The traditional Guernsey woolen jumper is a famous garment with an incredible heritage, rooted in functionality but now also desirable as a fashion item. It is one of the oldest menswear items still worn regularly today.
Guernsey’s association with knitwear dates back to the early 16th Century, when the Crown granted a license for Guernsey to import wool from England. The island soon became renowned for the quality of its woolens and throughout the 17th Century, when stockings were the height of fashion, the finest stockings that your guineas could buy were knitted here on Guernsey. Elizabeth I was reputed to wear them, Admiral Lord Nelson endorsed them as part of naval uniform, and Mary Queen of Scots is said to have worn Guernsey stockings to her execution. When stockings eventually fell out of favour, the classic and practical jumpers produced by the wives of Guernsey’s fishermen saved the island’s knitwear industry and the “Gansey” design became popular in communities around Britain’s coastline.
Originally hand-knitted using tightly twisted woollen yarn that was rich in naturally occurring lanolin, the Guernsey was and is a warm and practically waterproof garment (thanks to the tight knight and water-repellant properties of the waxy lanolin). The jumpers have a symmetrical front and back so that they can be worn out evenly and it’s often said that this “back-to-front” style allowed fishermen to wipe their hands on their jumpers and then simply turn it around and carry on as normal. The distinctive ribbed pattern at the top of the sleeves represents a ship's rope ladder, the garter stitch panel along the bottom depicts waves breaking on a beach and the stitching on the shoulders represents pebbles, stones and sand. As was the case in many coastal communities around the British Isles, these patterns were adapted by individual parishes or families, one reason sadly being that if a fisherman were lost at sea and his body later washed ashore, the pattern of his jumper was often one of the best ways to identify who he was.
Traditional Guernsey jumpers are still produced on the island by a team of six people at Guernsey Woollens, who have a workshop in the Parish of Vale near the North West coast. The company was founded in the early 1970s and is run by Phil Walker and Arthur Eldridge. Their aim is to preserve the Guernsey, producing their knitwear on-island using British wool. They currently produce around 250 Guernsey’s each week both for individuals, wholesale and for organisations such as the RNLI. Guernsey’s are still part of the officer’s uniform for many British Army regiments, with each one having it’s own distinct colour or cut; the 7th Armoured Desert Rats have a neutral khaki colour knit, the Mercian Regiment’s jumpers has a crew neck, whilst officers of the Intelligence Corps wear a green v-neck. These are all produced by Guernsey Woollens. The team of six at Guernsey Woollens machine knit their jumpers using the latest technology that allows them to respond to individual orders immediately, often producing single garments in particular colours or producing custom sizes for customers, such as longer jumpers. The use of machines allows for much greater flexibility, however each and every jumper still has to be finished by hand. Whilst it’s possible to choose from a range of colours, most customers apparently still choose the classic navy blue; there are some classic items of clothing that have long stood the test of time and will no-doubt continue to do so, and a navy blue Guernsey jumper is surely one of them.

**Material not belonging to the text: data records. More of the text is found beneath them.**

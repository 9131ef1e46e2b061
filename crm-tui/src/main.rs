mod api;
mod app;
mod cli;
mod config;
mod logging;
mod runtime;
mod time_utils;
mod ui;

use anyhow::{Context, Result};
use app::App;
use clap::Parser;
use cli::{Cli, Commands};
use crossterm::{
    execute,
    terminal::{disable_raw_mode, enable_raw_mode, EnterAlternateScreen, LeaveAlternateScreen},
};
use ratatui::{backend::CrosstermBackend, Terminal};
use std::io;

#[tokio::main]
async fn main() -> Result<()> {
    dotenvy::from_filename(".env.crm").ok();

    let cli = Cli::parse();

    // Resolve before any threads are spawned; the local offset lookup can fail afterwards.
    let offset = time_utils::local_offset();

    match cli.command {
        Commands::Run => {
            logging::init()?;
            let cfg = config::CrmConfig::load()?;
            let client = api::ApiClient::new(&cfg.api_url, cfg.api_token.clone())
                .with_context(|| format!("Invalid API URL '{}'", cfg.api_url))?;
            run_ui(client, offset).await
        }
        Commands::Dev => {
            logging::init()?;
            let client = api::ApiClient::dev()?;
            run_ui(client, offset).await
        }
        Commands::List {
            activity_type,
            search,
            dev,
        } => {
            let type_filter = cli::parse_type_filter(activity_type.as_deref())?;
            let client = if dev {
                api::ApiClient::dev()?
            } else {
                let cfg = config::CrmConfig::load()?;
                api::ApiClient::new(&cfg.api_url, cfg.api_token.clone())?
            };
            print_activities(&client, offset, type_filter, &search).await
        }
        Commands::ConfigPath => {
            let path = config::CrmConfig::ensure_exists()?;
            println!("{}", path.display());
            Ok(())
        }
    }
}

async fn run_ui(client: api::ApiClient, offset: time::UtcOffset) -> Result<()> {
    tracing::info!(service = %client.describe_target(), "starting crm-tui");

    let mut app = App::new(offset);

    enable_raw_mode()?;
    let mut stdout = io::stdout();
    execute!(stdout, EnterAlternateScreen)?;
    let backend = CrosstermBackend::new(stdout);
    let mut terminal = Terminal::new(backend)?;

    let res = runtime::run_app(&mut terminal, &mut app, &client).await;

    disable_raw_mode()?;
    execute!(terminal.backend_mut(), LeaveAlternateScreen)?;
    terminal.show_cursor()?;

    if let Err(err) = &res {
        tracing::error!("crm-tui exited with error: {:?}", err);
    }
    res
}

async fn print_activities(
    client: &api::ApiClient,
    offset: time::UtcOffset,
    type_filter: app::TypeFilter,
    search: &str,
) -> Result<()> {
    let data = client
        .load_all()
        .await
        .with_context(|| format!("Failed to load activities from {}", client.describe_target()))?;

    let mut app = App::new(offset);
    app.finish_loading(Ok(data));
    app.type_filter = type_filter;
    for c in search.chars() {
        app.search_input_char(c);
    }

    let visible = app.visible_activities();
    if visible.is_empty() {
        println!("No activities found");
        return Ok(());
    }

    for activity in visible {
        let date = time_utils::format_card_date(activity.date.to_offset(offset));
        let description = activity
            .description
            .as_deref()
            .unwrap_or_default()
            .replace('\n', " ");
        let mut line = format!(
            "{:<26} {:<8} {}  ·  {}",
            date,
            activity.activity_type.label(),
            description,
            app.contact_name(activity)
        );
        if let Some(deal) = app.deal_name(activity) {
            line.push_str(&format!("  ·  {}", deal));
        }
        println!("{}", line);
    }
    Ok(())
}
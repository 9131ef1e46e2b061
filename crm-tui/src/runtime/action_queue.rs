use crm_api::domain::NewActivity;
use tokio::sync::mpsc::{self, UnboundedReceiver, UnboundedSender};

#[derive(Debug, Clone)]
pub(super) enum Action {
    Reload,
    SaveActivity {
        editing_id: Option<i64>,
        payload: NewActivity,
    },
    ConfirmDelete,
}

pub(super) type ActionTx = UnboundedSender<Action>;
pub(super) type ActionRx = UnboundedReceiver<Action>;

pub(super) fn channel() -> (ActionTx, ActionRx) {
    mpsc::unbounded_channel()
}
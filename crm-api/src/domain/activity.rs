use serde::{Deserialize, Serialize};
use time::OffsetDateTime;

use super::{ActivityType, CrmRecord, Lookup};

/// A logged interaction with a contact, optionally tied to a deal.
#[derive(Debug, Clone, PartialEq, Serialize, Deserialize)]
pub struct Activity {
    #[serde(rename = "Id")]
    pub id: i64,
    #[serde(rename = "type_c")]
    pub activity_type: ActivityType,
    #[serde(rename = "date_c", with = "time::serde::rfc3339")]
    pub date: OffsetDateTime,
    #[serde(rename = "description_c", default)]
    pub description: Option<String>,
    #[serde(rename = "contact_id_c")]
    pub contact: Lookup,
    #[serde(rename = "deal_id_c", default, skip_serializing_if = "Option::is_none")]
    pub deal: Option<Lookup>,
}

/// Write payload for creating or updating an activity.
#[derive(Debug, Clone, PartialEq, Serialize)]
pub struct NewActivity {
    #[serde(rename = "type_c")]
    pub activity_type: ActivityType,
    #[serde(rename = "date_c", with = "time::serde::rfc3339")]
    pub date: OffsetDateTime,
    #[serde(rename = "description_c")]
    pub description: String,
    #[serde(rename = "contact_id_c")]
    pub contact_id: i64,
    #[serde(rename = "deal_id_c", skip_serializing_if = "Option::is_none")]
    pub deal_id: Option<i64>,
}

impl CrmRecord for Activity {
    const PATH: &'static str = "activities";
    type Payload = NewActivity;
}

“We make traditional Guernseys, and our aim is to maintain the tradition and all of the unique qualities of Guernsey jumpers.” Arthur Eldridge, Guernsey Woollens
An item of knitwear from Guernsey Woolens makes for a wonderful souvenir from a visit to Guernsey and is one that you will get a lot of use, pleasure and warmth from. It is said that a true Guernsey jumper takes several decades to wear in and will become an heirloom item to be passed down through a family, providing plenty of warmth and comfort along the way. They’re certainly fantastic if you’re travelling light and only have space in your luggage for one jumper, and we can’t recommend them highly enough.